The FDA evaluation noted that a worldwide research study of about 40,000 individuals, half of whom got the vaccine and half of whom got a placebo, discovered the companys vaccine to be 66% reliable overall in avoiding moderate to serious COVID-19 disease. The research study was performed in the U.S., Latin America and South Africa.

If the agency goes on to license the Johnson & & Johnson vaccine, it would be the third, after those made by Pfizer-BioNTech and Moderna, to be become available in the U.S

The effectiveness figures are lower than Pfizers 95% for preventing COVID-19 disease and 94% for Moderna. Over the course of the pandemic, the coronavirus has actually started to alter. Variations first seen in South Africa and Brazil, where the Johnson & & Johnson vaccine was evaluated, mutated in ways that assist them evade the immune response prompted by vaccines developed against the original type of the infection.

The firm also stated the vaccine has a “favorable safety profile” and that there were “no particular safety issues identified that would preclude issuance of an EUA.” This language mirrors the assessments for vaccines by Moderna and Pfizer-BioNTech, which were licensed in December for emergency usage.

In congressional testament Tuesday, a Johnson & & Johnson executive stated 4 million dosages of vaccine would be readily available in the U.S. when the FDA grants an emergency situation usage permission. A total of 20 million doses would be all set by the end of March, he said, and the business would be able to deliver an overall of 100 million doses by the end of June.

The Food and Drug Administration released an analysis of Johnson & & Johnsons COVID-19 vaccine Wednesday early morning that appears to support its permission for emergency use.

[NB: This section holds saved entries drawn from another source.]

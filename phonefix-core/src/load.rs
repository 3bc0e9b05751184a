//! Tolerant loading of feature files from a directory.

use anyhow::Context;
use camino::{Utf8Path, Utf8PathBuf};
use fs_err as fs;
use glob::glob;
use phonefix_types::tags::Feature;
use thiserror::Error;
use tracing::debug;

#[derive(Debug, Clone)]
pub struct LoadedFeatureFile {
    pub path: Utf8PathBuf,
    pub features: Result<Vec<Feature>, FeatureLoadError>,
}

#[derive(Debug, Error, Clone, PartialEq, Eq)]
pub enum FeatureLoadError {
    #[error("io error: {message}")]
    Io { message: String },

    #[error("json parse error: {message}")]
    Json { message: String },
}

/// Reads every `*.json` file directly under `dir` as an array of features.
///
/// A file that cannot be read or parsed is returned with its error instead of
/// failing the whole load.
pub fn load_feature_files(dir: &Utf8Path) -> anyhow::Result<Vec<LoadedFeatureFile>> {
    let pattern = dir.join("*.json");
    let pattern_str = pattern.as_str();

    debug!(pattern = %pattern_str, "scanning for feature files");

    let mut out = Vec::new();
    for entry in glob(pattern_str).context("glob *.json")? {
        let path = entry
            .map_err(|e| anyhow::anyhow!("glob error: {e}"))?
            .to_string_lossy()
            .to_string();
        let path = Utf8PathBuf::from(path);

        let features = match fs::read_to_string(&path) {
            Ok(s) => serde_json::from_str::<Vec<Feature>>(&s).map_err(|e| FeatureLoadError::Json {
                message: e.to_string(),
            }),
            Err(e) => Err(FeatureLoadError::Io {
                message: e.to_string(),
            }),
        };

        out.push(LoadedFeatureFile { path, features });
    }

    out.sort_by(|a, b| a.path.cmp(&b.path));
    Ok(out)
}

#[cfg(test)]
mod tests {
    use super::*;
    use tempfile::TempDir;

    fn temp_root() -> (TempDir, Utf8PathBuf) {
        let temp = TempDir::new().unwrap();
        let root = Utf8PathBuf::from_path_buf(temp.path().to_path_buf()).unwrap();
        (temp, root)
    }

    #[test]
    fn loads_sorted_and_tolerates_bad_files() {
        let (_temp, root) = temp_root();
        std::fs::write(
            root.join("b.json"),
            r#"[{"id":"n2","tags":{"phone":"+36 1 234 5678"},"region":"HU"}]"#,
        )
        .unwrap();
        std::fs::write(root.join("a.json"), "{ not json").unwrap();
        std::fs::write(root.join("notes.txt"), "ignored").unwrap();

        let loaded = load_feature_files(&root).unwrap();
        assert_eq!(loaded.len(), 2);
        assert!(loaded[0].path.as_str().ends_with("a.json"));
        assert!(matches!(
            loaded[0].features,
            Err(FeatureLoadError::Json { .. })
        ));

        let features = loaded[1].features.as_ref().unwrap();
        assert_eq!(features.len(), 1);
        assert_eq!(features[0].id, "n2");
        assert_eq!(features[0].tags.get("phone"), Some("+36 1 234 5678"));
    }

    #[test]
    fn empty_dir_yields_nothing() {
        let (_temp, root) = temp_root();
        assert!(load_feature_files(&root).unwrap().is_empty());
    }
}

Versions first seen in South Africa and Brazil, where the Johnson & & Johnson vaccine was tested, altered in methods that assist them evade the immune action triggered by vaccines developed against the initial kind of the virus.

In the big medical trial that is the focal point of the companys application to the FDA, no one who received the vaccine needed hospitalization or died once the vaccine took full impact (28 days after immunization). “Johnson & & Johnson appears to be just as good as Moderna and Pfizer at preventing those,” Jha said.

. Immunization with the Johnson & & Johnson vaccine requires just one shot, unlike the two-shot dosing for the vaccines from Pfizer and Moderna.